▶ Task to carry out: Repeat nothing but the lines below running from the one containing "self.catalog.courses.insert(self.course_id, self.prices);" to the one containing "pub fn builder() -> DiscountScheduleBuilder". Keep both end lines.

▶ Task input:
//! Price catalog and enrollment discount configuration.
//!
//! Both structures are immutable configuration loaded at startup. Nothing in
//! the engine mutates them at runtime; admin-driven price changes are a new
//! catalog, not an in-place edit.

use std::collections::HashMap;

use serde::{Deserialize, Serialize};

use crate::error::{CoursepayError, Result};

/// Currencies the engine will quote in. Anything else is rejected before any
/// persistent write happens.
pub const ALLOWED_CURRENCIES: &[&str] = &["usd", "inr", "aed", "eur", "gbp"];

/// Catalog key used when a course has no explicit per-course pricing.
pub const DEFAULT_COURSE_KEY: &str = "default";

/// How the learner is enrolling. Group bookings unlock tiered discounts.
#[derive(Debug, Clone, Copy, PartialEq, Eq, Serialize, Deserialize)]
#[serde(rename_all = "lowercase")]
pub enum EnrollmentType {
    Individual,
    Group,
}

impl EnrollmentType {
    #[must_use]
    pub fn as_str(&self) -> &'static str {
        match self {
            Self::Individual => "individual",
            Self::Group => "group",
        }
    }
}

impl std::fmt::Display for EnrollmentType {
    fn fmt(&self, f: &mut std::fmt::Formatter<'_>) -> std::fmt::Result {
        write!(f, "{}", self.as_str())
    }
}

/// Normalize a currency code, rejecting anything outside the allowed set.
/// Absent and blank inputs both default to `usd`.
pub fn normalize_currency(currency: Option<&str>) -> Result<String> {
    let normalized = currency
        .map(str::trim)
        .filter(|c| !c.is_empty())
        .unwrap_or("usd")
        .to_lowercase();
    if !ALLOWED_CURRENCIES.contains(&normalized.as_str()) {
        return Err(CoursepayError::price_integrity(format!(
            "Unsupported currency: {}",
            normalized
        )));
    }
    Ok(normalized)
}

/// Per-course, per-currency base prices in minor units (paise, cents).
///
/// Lookups fall back to the `default` entry when a course has no explicit
/// pricing, matching how the catalog is maintained: most courses share one
/// price list and only flagship courses override it.
#[derive(Debug, Clone, Default)]
pub struct PriceCatalog {
    courses: HashMap<String, HashMap<String, i64>>,
}

impl PriceCatalog {
    #[must_use]
    pub fn new() -> Self {
        Self::default()
    }

    /// Create a builder for constructing a catalog.
    #[must_use]
    pub fn builder() -> PriceCatalogBuilder {
        PriceCatalogBuilder::default()
    }

    /// Catalog seeded with the stock price list (per-seat, minor units).
    #[must_use]
    pub fn standard() -> Self {
        Self::builder()
            .course(DEFAULT_COURSE_KEY)
            .price("usd", 50_000)
            .price("inr", 400_000)
            .price("aed", 185_000)
            .price("eur", 46_000)
            .price("gbp", 39_500)
            .done()
            .build()
    }

    /// Look up the base unit price for a course in a (normalized) currency.
    ///
    /// # Errors
    ///
    /// `PriceIntegrity` when neither the course nor the default entry carries
    /// a positive price for that currency.
    pub fn base_price_minor(&self, course_id: &str, currency: &str) -> Result<i64> {
        let price = self
            .courses
            .get(course_id)
            .and_then(|c| c.get(currency))
            .or_else(|| {
                self.courses
                    .get(DEFAULT_COURSE_KEY)
                    .and_then(|c| c.get(currency))
            })
            .copied();

        match price {
            Some(p) if p > 0 => Ok(p),
            _ => Err(CoursepayError::price_integrity(format!(
                "Price not configured for course '{}' in currency '{}'",
                course_id, currency
            ))),
        }
    }
}

/// Builder for [`PriceCatalog`].
#[derive(Debug, Default)]
pub struct PriceCatalogBuilder {
    courses: HashMap<String, HashMap<String, i64>>,
}

impl PriceCatalogBuilder {
    /// Start defining prices for a course.
    #[must_use]
    pub fn course(self, course_id: impl Into<String>) -> CourseEntryBuilder {
        CourseEntryBuilder {
            catalog: self,
            course_id: course_id.into(),
            prices: HashMap::new(),
        }
    }

    #[must_use]
    pub fn build(self) -> PriceCatalog {
        PriceCatalog {
            courses: self.courses,
        }
    }
}

/// Builder scope for a single course's currency prices.
#[derive(Debug)]
pub struct CourseEntryBuilder {
    catalog: PriceCatalogBuilder,
    course_id: String,
    prices: HashMap<String, i64>,
}

impl CourseEntryBuilder {
    /// Add a price in minor units for one currency.
    #[must_use]
    pub fn price(mut self, currency: impl Into<String>, minor: i64) -> Self {
        self.prices.insert(currency.into().to_lowercase(), minor);
        self
    }

    /// Finish this course's entry.
    #[must_use]
    pub fn done(mut self) -> PriceCatalogBuilder {
        self.catalog.courses.insert(self.course_id, self.prices);
        self.catalog
    }
}

/// Enrollment-tier discounts: a fixed rate for individual bookings and
/// participant-count tiers for group bookings.
///
/// Tiers are `(minimum participants, rate)` pairs; the highest threshold at
/// or below the participant count wins. Rates must be non-decreasing with
/// group size so a larger group never pays a higher unit price; the builder
/// sorts by threshold and enforces monotonicity.
#[derive(Debug, Clone)]
pub struct DiscountSchedule {
    individual_rate: f64,
    group_tiers: Vec<(u32, f64)>,
}

impl DiscountSchedule {
    /// Schedule seeded with the stock rates: 20% individual, groups 20%
    /// below two seats, 40% from two and 50% from five.
    #[must_use]
    pub fn standard() -> Self {
        Self::builder()
            .individual_rate(0.20)
            .group_tier(1, 0.20)
            .group_tier(2, 0.40)
            .group_tier(5, 0.50)
            .build()
    }

    #[must_use]
    pub fn builder() -> DiscountScheduleBuilder {
        DiscountScheduleBuilder::default()
    }

    /// Discount rate for an enrollment type and participant count.
    #[must_use]
    pub fn rate_for(&self, enrollment_type: EnrollmentType, participants: u32) -> f64 {
        match enrollment_type {
            EnrollmentType::Individual => self.individual_rate,
            EnrollmentType::Group => self
                .group_tiers
                .iter()
                .rev()
                .find(|(min, _)| participants >= *min)
                .map(|(_, rate)| *rate)
                .unwrap_or(self.individual_rate),
        }
    }
}

/// Builder for [`DiscountSchedule`].
#[derive(Debug, Default)]
pub struct DiscountScheduleBuilder {
    individual_rate: f64,
    group_tiers: Vec<(u32, f64)>,
}

impl DiscountScheduleBuilder {
    /// Fixed discount rate for individual bookings (may be zero).
    #[must_use]
    pub fn individual_rate(mut self, rate: f64) -> Self {
        self.individual_rate = rate.clamp(0.0, 1.0);
        self
    }

    /// Add a group tier: bookings of at least `min_participants` seats get
    /// `rate` off the unit price.
    #[must_use]
    pub fn group_tier(mut self, min_participants: u32, rate: f64) -> Self {
        self.group_tiers
            .push((min_participants, rate.clamp(0.0, 1.0)));
        self
    }

    /// Build the schedule. Tiers are sorted by threshold; a tier whose rate
    /// regresses below a smaller tier's rate is lifted to it, so the
    /// resulting schedule is always monotonically non-decreasing.
    #[must_use]
    pub fn build(mut self) -> DiscountSchedule {
        self.group_tiers.sort_by_key(|(min, _)| *min);
        let mut floor = 0.0f64;
        for (_, rate) in &mut self.group_tiers {
            if *rate < floor {
                *rate = floor;
            } else {
                floor = *rate;
            }
        }
        DiscountSchedule {
            individual_rate: self.individual_rate,
            group_tiers: self.group_tiers,
        }
    }
}

#[cfg(test)]
mod tests {
    use super::*;

    #[test]
    fn test_normalize_currency() {
        assert_eq!(normalize_currency(Some("INR")).unwrap(), "inr");
        assert_eq!(normalize_currency(Some(" usd ")).unwrap(), "usd");
        assert_eq!(normalize_currency(None).unwrap(), "usd");
        assert!(normalize_currency(Some("xyz")).is_err());
    }

    #[test]
    fn test_blank_currency_defaults_like_absent() {
        assert_eq!(normalize_currency(Some("")).unwrap(), "usd");
        assert_eq!(normalize_currency(Some("   ")).unwrap(), "usd");
    }

    #[test]
    fn test_catalog_fallback_to_default() {
        let catalog = PriceCatalog::standard();
        // Unlisted course falls back to the default entry.
        assert_eq!(catalog.base_price_minor("RUST101", "usd").unwrap(), 50_000);
        assert_eq!(catalog.base_price_minor("RUST101", "inr").unwrap(), 400_000);
    }

    #[test]
    fn test_catalog_explicit_course_wins() {
        let catalog = PriceCatalog::builder()
            .course(DEFAULT_COURSE_KEY)
            .price("usd", 50_000)
            .done()
            .course("GENAI101")
            .price("usd", 90_000)
            .price("inr", 5_600_000)
            .done()
            .build();

        assert_eq!(
            catalog.base_price_minor("GENAI101", "usd").unwrap(),
            90_000
        );
        assert_eq!(
            catalog.base_price_minor("GENAI101", "inr").unwrap(),
            5_600_000
        );
        assert_eq!(catalog.base_price_minor("OTHER", "usd").unwrap(), 50_000);
    }

    #[test]
    fn test_catalog_missing_currency_errors() {
        let catalog = PriceCatalog::builder()
            .course(DEFAULT_COURSE_KEY)
            .price("usd", 50_000)
            .done()
            .build();

        let err = catalog.base_price_minor("ANY", "gbp").unwrap_err();
        assert!(err.to_string().contains("not configured"));
    }

    #[test]
    fn test_catalog_non_positive_price_errors() {
        let catalog = PriceCatalog::builder()
            .course(DEFAULT_COURSE_KEY)
            .price("usd", 0)
            .done()
            .build();

        assert!(catalog.base_price_minor("ANY", "usd").is_err());
    }

    #[test]
    fn test_discount_schedule_tiers() {
        let schedule = DiscountSchedule::builder()
            .individual_rate(0.0)
            .group_tier(2, 0.10)
            .group_tier(5, 0.25)
            .group_tier(10, 0.35)
            .build();

        assert_eq!(schedule.rate_for(EnrollmentType::Group, 1), 0.0);
        assert_eq!(schedule.rate_for(EnrollmentType::Group, 2), 0.10);
        assert_eq!(schedule.rate_for(EnrollmentType::Group, 4), 0.10);
        assert_eq!(schedule.rate_for(EnrollmentType::Group, 5), 0.25);
        assert_eq!(schedule.rate_for(EnrollmentType::Group, 6), 0.25);
        assert_eq!(schedule.rate_for(EnrollmentType::Group, 10), 0.35);
        assert_eq!(schedule.rate_for(EnrollmentType::Group, 50), 0.35);
        assert_eq!(schedule.rate_for(EnrollmentType::Individual, 6), 0.0);
    }

    #[test]
    fn test_discount_schedule_monotonic_enforced() {
        // The 5-seat tier regresses below the 2-seat tier; build() lifts it.
        let schedule = DiscountSchedule::builder()
            .group_tier(2, 0.30)
            .group_tier(5, 0.10)
            .build();

        assert_eq!(schedule.rate_for(EnrollmentType::Group, 2), 0.30);
        assert_eq!(schedule.rate_for(EnrollmentType::Group, 5), 0.30);
    }

    #[test]
    fn test_standard_schedule_matches_stock_rates() {
        let schedule = DiscountSchedule::standard();
        assert_eq!(schedule.rate_for(EnrollmentType::Individual, 1), 0.20);
        assert_eq!(schedule.rate_for(EnrollmentType::Group, 1), 0.20);
        assert_eq!(schedule.rate_for(EnrollmentType::Group, 3), 0.40);
        assert_eq!(schedule.rate_for(EnrollmentType::Group, 7), 0.50);
    }
}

▶ Result:
        self.catalog.courses.insert(self.course_id, self.prices);
        self.catalog
    }
}

/// Enrollment-tier discounts: a fixed rate for individual bookings and
/// participant-count tiers for group bookings.
///
/// Tiers are `(minimum participants, rate)` pairs; the highest threshold at
/// or below the participant count wins. Rates must be non-decreasing with
/// group size so a larger group never pays a higher unit price; the builder
/// sorts by threshold and enforces monotonicity.
#[derive(Debug, Clone)]
pub struct DiscountSchedule {
    individual_rate: f64,
    group_tiers: Vec<(u32, f64)>,
}

impl DiscountSchedule {
    /// Schedule seeded with the stock rates: 20% individual, groups 20%
    /// below two seats, 40% from two and 50% from five.
    #[must_use]
    pub fn standard() -> Self {
        Self::builder()
            .individual_rate(0.20)
            .group_tier(1, 0.20)
            .group_tier(2, 0.40)
            .group_tier(5, 0.50)
            .build()
    }

    #[must_use]
    pub fn builder() -> DiscountScheduleBuilder {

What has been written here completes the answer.